O futuro é vórtex replicantes
Foto: Sounds Like Us

O Futuro É Vórtex é um disco recheado de grandes músicas. O disco abre com a predileta da casa, e um dos refrãos mais legais da história do punk nacional:

Mas nossos filhos serão mutantes
Queria tudo como era antes
O sol nunca mais vai brilhar
Aqui dentro do abrigo nuclear.

Era o forte canto de “Boy do Subterrâneo”, que tinha como cenário a Guerra Fria e o pavor que assolava aqueles tempos: a guerra nuclear. Muitas bandas daquela época abordavam esse tema, e não só as de punk. No thrash metal, Nuclear Assault, Sacred Reich e o próprio Metallica recorriam a esse recorte por estarem vivenciando aquilo muito de perto.

O engraçado é que mesmo tendo a alma punk, O Futuro é Vórtex foi um disco, de certa forma, rejeitado pelos punks mais radicais da época e as letras afastavam a banda das rádios mais populares.

Gravação do clipe de "Surfista Calhorda"
Gravação do clipe de “Surfista Calhorda”. Foto: Acervo Carlos Gerbase

Mesmo assim, “Surfista Calhorda” virou hit e graças a ela o disco caiu no gosto, ouvidos e na boca de um público que cantava a música nas festinhas de garagem, nas baladas mais alternativas ou gritando alto no carro. “Surfista Calhorda” invadiu as rádios e era tocada na programação normal de algumas emissoras.

O disco ainda traz “Censor”, que fala sobre como um indivíduo, parte de toda uma estrutura, tinha o poder de classificar com apenas uma carimbada, uma obra e tirar de circulação aquilo que poderia ser parte da história cultural de uma determinada época. Arte definida por um carimbo.

Replicantes
Foto: Acervo Carlos Gerbase

“Ele Quer Ser Punk” e “Hardcore” eram bem diretas e autoexplicativas. “Hippie-Punk-Rajneesh” tem um refrão bizarro que fala sobre todas as fases e modas que um cara assumiu porque estava apaixonadão por uma garota.

Replicantes
Foto: Acervo Carlos Gerbase

O Futuro é Vórtex traz um Replicantes que, na época, passou a ser a banda de quem andava de skate ouvindo uma fita com o disco gravado no walkman.
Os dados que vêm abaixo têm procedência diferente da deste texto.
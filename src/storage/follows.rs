use super::schema::Database;
use super::types::{now_millis, FeedFollow, FeedId, StoreError, UserId};

impl Database {
    // ========================================================================
    // Follow Operations
    // ========================================================================

    /// Make `user_id` follow `feed_id`. Following twice is a conflict.
    pub async fn follow_feed(
        &self,
        user_id: UserId,
        feed_id: FeedId,
    ) -> Result<FeedFollow, StoreError> {
        let now = now_millis();
        let (id,): (i64,) = sqlx::query_as(
            "INSERT INTO feed_follows (user_id, feed_id, created_at, updated_at)
             VALUES (?, ?, ?, ?) RETURNING id",
        )
        .bind(user_id)
        .bind(feed_id)
        .bind(now)
        .bind(now)
        .fetch_one(&self.pool)
        .await
        .map_err(|e| StoreError::on_conflict(e, "follow"))?;

        sqlx::query_as(
            r#"
                SELECT ff.id, ff.user_id, ff.feed_id, u.name AS user_name,
                       f.name AS feed_name, f.url AS feed_url
                FROM feed_follows ff
                JOIN users u ON u.id = ff.user_id
                JOIN feeds f ON f.id = ff.feed_id
                WHERE ff.id = ?
            "#,
        )
        .bind(id)
        .fetch_one(&self.pool)
        .await
        .map_err(StoreError::from_sqlx)
    }

    /// Feeds followed by `user_id`, oldest follow first.
    pub async fn get_follows_for_user(&self, user_id: UserId) -> Result<Vec<FeedFollow>, StoreError> {
        Ok(sqlx::query_as(
            r#"
                SELECT ff.id, ff.user_id, ff.feed_id, u.name AS user_name,
                       f.name AS feed_name, f.url AS feed_url
                FROM feed_follows ff
                JOIN users u ON u.id = ff.user_id
                JOIN feeds f ON f.id = ff.feed_id
                WHERE ff.user_id = ?
                ORDER BY ff.created_at, ff.id
            "#,
        )
        .bind(user_id)
        .fetch_all(&self.pool)
        .await?)
    }

    /// Remove the follow of the feed at `url`. Returns `NotFound` when the
    /// user was not following it.
    pub async fn unfollow_feed(&self, user_id: UserId, url: &str) -> Result<(), StoreError> {
        let result = sqlx::query(
            "DELETE FROM feed_follows
             WHERE user_id = ? AND feed_id = (SELECT id FROM feeds WHERE url = ?)",
        )
        .bind(user_id)
        .bind(url)
        .execute(&self.pool)
        .await?;

        if result.rows_affected() == 0 {
            return Err(StoreError::NotFound("follow"));
        }
        Ok(())
    }
}

#[cfg(test)]
mod tests {
    use crate::storage::{Database, StoreError};

    async fn test_db() -> Database {
        Database::open(":memory:").await.unwrap()
    }

    #[tokio::test]
    async fn test_follow_another_users_feed() {
        let db = test_db().await;
        let owner = db.create_user("owner").await.unwrap();
        let reader = db.create_user("reader").await.unwrap();
        let feed = db
            .create_feed("HN", "https://news.ycombinator.com/rss", owner.id)
            .await
            .unwrap();

        let follow = db.follow_feed(reader.id, feed.id).await.unwrap();
        assert_eq!(follow.user_name, "reader");
        assert_eq!(follow.feed_name, "HN");
        assert_eq!(follow.feed_url, "https://news.ycombinator.com/rss");

        let follows = db.get_follows_for_user(reader.id).await.unwrap();
        assert_eq!(follows, vec![follow]);
    }

    #[tokio::test]
    async fn test_follow_twice_is_conflict() {
        let db = test_db().await;
        let owner = db.create_user("owner").await.unwrap();
        let feed = db
            .create_feed("HN", "https://news.ycombinator.com/rss", owner.id)
            .await
            .unwrap();

        let err = db.follow_feed(owner.id, feed.id).await.unwrap_err();
        assert!(matches!(err, StoreError::Conflict("follow")), "got {:?}", err);
    }

    #[tokio::test]
    async fn test_unfollow() {
        let db = test_db().await;
        let owner = db.create_user("owner").await.unwrap();
        db.create_feed("HN", "https://news.ycombinator.com/rss", owner.id)
            .await
            .unwrap();

        db.unfollow_feed(owner.id, "https://news.ycombinator.com/rss")
            .await
            .unwrap();
        assert!(db.get_follows_for_user(owner.id).await.unwrap().is_empty());

        let err = db
            .unfollow_feed(owner.id, "https://news.ycombinator.com/rss")
            .await
            .unwrap_err();
        assert!(err.is_not_found());
    }
}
Do surfista, que não era calhorda e tomou de assalto aquele hit que afrontava os ditos falsos surfistas, e dos punks que estavam sempre prontos pra uma festa com os (Dead) Kennedys porque eles é que sabiam o que era hardcore.

O Replicantes também era uma banda presente entre os que gostavam do rock brasil daqueles tempos de Plebe Rude, Ira e 365. Conseguiram, de uma forma especial, ser a banda de muitos sem se prenderem a um só universo.